Older to this writer by a decade or more, this is how one grew up listening to the tales of grandeur of the capital of undivided Punjab that was once hailed as the ‘Paris of the East’.
It was the cosmopolitan cultural capital where people of different faiths, caste and creed co-existed in harmony. It was the city of poets, writers, artists, actors and singers who built their lives the Sufi way, humming the verses of Lahore’s patron Sufi poet Shah Hussain.
What makes Anuradha’s novel ‘Written on the Wind’ singular is that it captures the times that perhaps seem to belong to some fairytale. Equally significant is her way of weaving the stories of women of those times, more so those who came of age in the period of India’s freedom struggle.

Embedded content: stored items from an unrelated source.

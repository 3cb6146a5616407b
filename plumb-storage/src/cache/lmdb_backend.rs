//! LMDB-backed TTL cache.
//!
//! Uses heed to provide a memory-mapped cache that survives process restarts
//! and can be shared by several processes on one host.
//!
//! # Value format
//!
//! ```text
//! [cached_at: i64 millis, little endian][record: JSON]
//! ```
//!
//! # Namespacing
//!
//! Every key is a [`NamespacedKey`], so several record namespaces can share
//! one environment and `clear` only touches the store's own namespace.

use std::marker::PhantomData;
use std::path::Path;
use std::sync::atomic::{AtomicU64, Ordering};
use std::time::Duration;

use async_trait::async_trait;
use chrono::{DateTime, Utc};
use heed::types::Bytes;
use heed::{Database, Env};
use plumb_core::{CacheError, CacheResult, Record, RecordData, RecordKey};

use super::scoped_key::NamespacedKey;
use super::traits::{CacheStats, CacheStore, CachedRecord};
use crate::lmdb::{open_env, LmdbError};

const TIMESTAMP_LEN: usize = 8;

#[derive(Debug, Default)]
struct Counters {
    hits: AtomicU64,
    misses: AtomicU64,
    evictions: AtomicU64,
    expirations: AtomicU64,
}

/// LMDB cache scoped to one namespace.
///
/// # Example
///
/// ```ignore
/// let cache: LmdbCacheStore<Product> =
///     LmdbCacheStore::new("/var/cache/plumb", 100, "product", Duration::from_secs(300))?;
/// cache.put(&record).await?;
/// let hit = cache.get(&record.key).await?;
/// ```
pub struct LmdbCacheStore<T> {
    env: Env,
    db: Database<Bytes, Bytes>,
    namespace: String,
    ttl: Duration,
    counters: Counters,
    _marker: PhantomData<fn() -> T>,
}

impl<T: RecordData> LmdbCacheStore<T> {
    /// Create a new LMDB cache store.
    ///
    /// # Arguments
    ///
    /// * `path` - Directory where LMDB files will be stored
    /// * `max_size_mb` - Maximum size of the database in megabytes
    /// * `namespace` - Namespace every key of this store is scoped to
    /// * `ttl` - Lifetime of an entry after it is cached
    pub fn new<P: AsRef<Path>>(
        path: P,
        max_size_mb: usize,
        namespace: impl Into<String>,
        ttl: Duration,
    ) -> Result<Self, LmdbError> {
        let (env, db) = open_env(path, max_size_mb)?;
        Ok(Self {
            env,
            db,
            namespace: namespace.into(),
            ttl,
            counters: Counters::default(),
            _marker: PhantomData,
        })
    }

    pub fn namespace(&self) -> &str {
        &self.namespace
    }

    fn encode_key(&self, key: &RecordKey) -> Vec<u8> {
        NamespacedKey::new(self.namespace.as_str(), key.clone()).encode()
    }

    fn decode_value(bytes: &[u8]) -> Result<CachedRecord<T>, LmdbError> {
        if bytes.len() < TIMESTAMP_LEN {
            return Err(LmdbError::Deserialization(format!(
                "entry too short: {} bytes",
                bytes.len()
            )));
        }

        let timestamp_bytes: [u8; TIMESTAMP_LEN] = bytes[..TIMESTAMP_LEN]
            .try_into()
            .map_err(|_| LmdbError::Deserialization("Invalid timestamp".into()))?;
        let cached_at = DateTime::from_timestamp_millis(i64::from_le_bytes(timestamp_bytes))
            .ok_or_else(|| LmdbError::Deserialization("timestamp out of range".into()))?;

        let record: Record<T> = serde_json::from_slice(&bytes[TIMESTAMP_LEN..])
            .map_err(|e| LmdbError::Deserialization(e.to_string()))?;

        Ok(CachedRecord::new(record, cached_at))
    }

    /// Iterate over keys in this store's namespace and collect them.
    fn collect_namespace_keys(&self) -> Result<Vec<Vec<u8>>, LmdbError> {
        let prefix = NamespacedKey::namespace_prefix(&self.namespace);
        let rtxn = self.env.read_txn().map_err(LmdbError::txn)?;

        let mut keys = Vec::new();
        for result in self.db.iter(&rtxn).map_err(LmdbError::txn)? {
            let (key, _) = result.map_err(LmdbError::txn)?;
            if key.starts_with(&prefix) {
                keys.push(key.to_vec());
            }
        }
        Ok(keys)
    }

    /// Delete `encoded` only if it is still expired when the write lock is held.
    fn expire(&self, encoded: &[u8]) -> Result<(), LmdbError> {
        let mut wtxn = self.env.write_txn().map_err(LmdbError::txn)?;
        let still_expired = match self.db.get(&wtxn, encoded).map_err(LmdbError::txn)? {
            Some(bytes) => Self::decode_value(bytes)
                .map(|entry| entry.is_expired(self.ttl))
                .unwrap_or(true),
            None => false,
        };
        if still_expired {
            self.db.delete(&mut wtxn, encoded).map_err(LmdbError::txn)?;
            self.counters.expirations.fetch_add(1, Ordering::Relaxed);
            tracing::debug!(namespace = %self.namespace, "Expired cache entry removed");
        }
        wtxn.commit().map_err(LmdbError::txn)
    }
}

#[async_trait]
impl<T: RecordData> CacheStore<T> for LmdbCacheStore<T> {
    async fn get(&self, key: &RecordKey) -> CacheResult<Option<CachedRecord<T>>> {
        let encoded = self.encode_key(key);

        let entry = {
            let rtxn = self.env.read_txn().map_err(LmdbError::txn)?;
            match self.db.get(&rtxn, &encoded).map_err(LmdbError::txn)? {
                Some(bytes) => Some(Self::decode_value(bytes)?),
                None => None,
            }
        };

        match entry {
            Some(entry) if !entry.is_expired(self.ttl) => {
                self.counters.hits.fetch_add(1, Ordering::Relaxed);
                Ok(Some(entry))
            }
            Some(_) => {
                self.expire(&encoded)?;
                self.counters.misses.fetch_add(1, Ordering::Relaxed);
                Ok(None)
            }
            None => {
                self.counters.misses.fetch_add(1, Ordering::Relaxed);
                Ok(None)
            }
        }
    }

    async fn put(&self, record: &Record<T>) -> CacheResult<()> {
        let encoded = self.encode_key(&record.key);

        let timestamp_bytes = Utc::now().timestamp_millis().to_le_bytes();
        let value_bytes = serde_json::to_vec(record).map_err(|e| CacheError::Serialization {
            reason: e.to_string(),
        })?;

        let mut full_bytes = Vec::with_capacity(TIMESTAMP_LEN + value_bytes.len());
        full_bytes.extend_from_slice(&timestamp_bytes);
        full_bytes.extend_from_slice(&value_bytes);

        let mut wtxn = self.env.write_txn().map_err(LmdbError::txn)?;
        self.db
            .put(&mut wtxn, &encoded, &full_bytes)
            .map_err(LmdbError::txn)?;
        wtxn.commit().map_err(LmdbError::txn)?;

        Ok(())
    }

    async fn evict(&self, key: &RecordKey) -> CacheResult<bool> {
        let encoded = self.encode_key(key);

        let mut wtxn = self.env.write_txn().map_err(LmdbError::txn)?;
        let deleted = self
            .db
            .delete(&mut wtxn, &encoded)
            .map_err(LmdbError::txn)?;
        wtxn.commit().map_err(LmdbError::txn)?;

        if deleted {
            self.counters.evictions.fetch_add(1, Ordering::Relaxed);
        }
        Ok(deleted)
    }

    async fn clear(&self) -> CacheResult<u64> {
        let keys = self.collect_namespace_keys()?;

        let mut wtxn = self.env.write_txn().map_err(LmdbError::txn)?;
        let mut deleted = 0u64;
        for key in &keys {
            if self.db.delete(&mut wtxn, key).map_err(LmdbError::txn)? {
                deleted += 1;
            }
        }
        wtxn.commit().map_err(LmdbError::txn)?;

        self.counters.evictions.fetch_add(deleted, Ordering::Relaxed);
        Ok(deleted)
    }

    async fn stats(&self) -> CacheResult<CacheStats> {
        let entry_count = self.collect_namespace_keys()?.len() as u64;
        Ok(CacheStats {
            hits: self.counters.hits.load(Ordering::Relaxed),
            misses: self.counters.misses.load(Ordering::Relaxed),
            entry_count,
            evictions: self.counters.evictions.load(Ordering::Relaxed),
            expirations: self.counters.expirations.load(Ordering::Relaxed),
        })
    }
}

Thus the telling tales are of two girls who blossom into youth in this coveted city. One protagonist is Harjeet from a landlord Sikh family married to a lawyer of an elite Hindu family searching for her dreams of passion with a Muslim lover. While the second protagonist is Amiya, born out of wedlock to a Brahmin girl and a British army officer, who rejected and scorned, struggles to become a writer. Amiya finds support from a warm and liberal Parsi family living in Lahore.
“I grew up listening to legends of Lahore from my large extended family which was a merry mix of Hindus and Sikhs. The Lahore lore that I was raised on lived with me and finally took the shape of this novel even though geography and not literature was my subject of higher studies,” says Anuradha.
Well, this is perhaps the reason for her etching out so beautifully the social geography of the city where the drama of human relationships is played out. The glimpses of cultural life and vignettes of freedom struggle with martyr Bhagat Singh’s trial as a point of reference enhances the narrative.
The author has done copious research and one waits for more stories from her in times to come.